Our survey of some of Empress Michiko’s most sparkling tiara moments continues today with a very significant day in her life: the imperial enthronement in 1990.
Michiko’s father-in-law, Emperor Hirohito, died in January 1989. Her husband, Akihito, immediately became emperor, but the couple’s enthronement ceremonies were not held until November 1990, more than a year later. Both Emperor Akihito and Empress Michiko wore traditional Japanese attire for the elaborate enthronement at the the Imperial Palace in Tokyo.

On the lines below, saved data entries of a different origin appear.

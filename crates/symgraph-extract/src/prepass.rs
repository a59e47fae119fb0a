//! Association pre-pass.
//!
//! Some grammars represent "declare name X" and "declare base type Y" as two
//! independent sibling statements rather than one nested declaration, and
//! their ordering varies. Before the main walk, this pass scans every
//! sibling group for the two statement shapes (in either order) and records
//! `name -> base` in a side table the builder consults while materializing
//! symbols. The pass is read-only and produces no symbols of its own.
//!
//! Known limitation: the table is keyed by raw name, so two same-named
//! declarations in different nested scopes of one file collide. The policy
//! for that case comes from `ExtractConfig::association_collision`.

use std::collections::{HashMap, HashSet};

use symgraph_core::CollisionPolicy;
use tree_sitter::Node;

use crate::frontend::{AssociationFact, LanguageFrontend};

/// Side table of `name -> base type` associations for one file.
#[derive(Debug, Default)]
pub struct AssociationTable {
    map: HashMap<String, String>,
    dropped: HashSet<String>,
}

impl AssociationTable {
    /// Scan the whole tree before the main walk.
    pub fn build(
        frontend: &dyn LanguageFrontend,
        root: Node,
        source: &[u8],
        policy: CollisionPolicy,
    ) -> Self {
        let mut table = Self::default();
        table.scan(frontend, root, source, policy);
        table
    }

    fn scan(
        &mut self,
        frontend: &dyn LanguageFrontend,
        node: Node,
        source: &[u8],
        policy: CollisionPolicy,
    ) {
        let mut cursor = node.walk();
        let facts: Vec<AssociationFact> = node
            .children(&mut cursor)
            .filter(|child| child.is_named() && !child.kind().contains("comment"))
            .filter_map(|child| frontend.association(child, source))
            .collect();
        self.pair_facts(&facts, policy);

        drop(cursor);
        let mut cursor = node.walk();
        let children: Vec<Node> = node.children(&mut cursor).collect();
        for child in children {
            self.scan(frontend, child, source, policy);
        }
    }

    /// Pair facts gathered from one sibling group. A `DeclaresName` pairs
    /// with an adjacent `DeclaresBase` in either order; each base statement
    /// is consumed at most once. `Pair` facts record directly.
    pub(crate) fn pair_facts(&mut self, facts: &[AssociationFact], policy: CollisionPolicy) {
        let mut consumed = vec![false; facts.len()];
        for (i, fact) in facts.iter().enumerate() {
            match fact {
                AssociationFact::Pair { name, base } => {
                    self.record(name.clone(), base.clone(), policy);
                }
                AssociationFact::DeclaresName(name) => {
                    let neighbors = [i.checked_sub(1), Some(i + 1)];
                    for j in neighbors.into_iter().flatten() {
                        if consumed.get(j).copied().unwrap_or(true) {
                            continue;
                        }
                        if let Some(AssociationFact::DeclaresBase(base)) = facts.get(j) {
                            consumed[j] = true;
                            self.record(name.clone(), base.clone(), policy);
                            break;
                        }
                    }
                }
                AssociationFact::DeclaresBase(_) => {}
            }
        }
    }

    fn record(&mut self, name: String, base: String, policy: CollisionPolicy) {
        match policy {
            CollisionPolicy::LastWins => {
                self.map.insert(name, base);
            }
            CollisionPolicy::FirstWins => {
                self.map.entry(name).or_insert(base);
            }
            CollisionPolicy::Drop => {
                if self.dropped.contains(&name) {
                    return;
                }
                if self.map.contains_key(&name) {
                    self.map.remove(&name);
                    self.dropped.insert(name);
                } else {
                    self.map.insert(name, base);
                }
            }
        }
    }

    /// Base type recorded for a declaration name, if any.
    pub fn base_for(&self, name: &str) -> Option<&str> {
        self.map.get(name).map(String::as_str)
    }

    pub fn len(&self) -> usize {
        self.map.len()
    }

    pub fn is_empty(&self) -> bool {
        self.map.is_empty()
    }
}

For some aspects of the festivities, the imperial couple wore Western-style attire, including gala jewels for the empress. This official portrait of Empress Michiko was released on November 8, 1990, a few days before the enthronement. In the image, she wears a gorgeous gown with an ethereal embroidered cape, plus the insignia of the Order of the Precious Crown and major diamonds. Her impressive diadem, the Meiji Tiara, is reserved for the use of the Japanese empress. It was made in the nineteenth century during the reign of Emperor Meiji, and it was first worn by his consort, Empress Haruko.
Empress Michiko also wore the tiara during the enthronement celebrations themselves, including a motorcade parade through central Tokyo on November 12.
For the parade, Michiko wore another elegant gown, this time featuring a short capelet, with diamonds.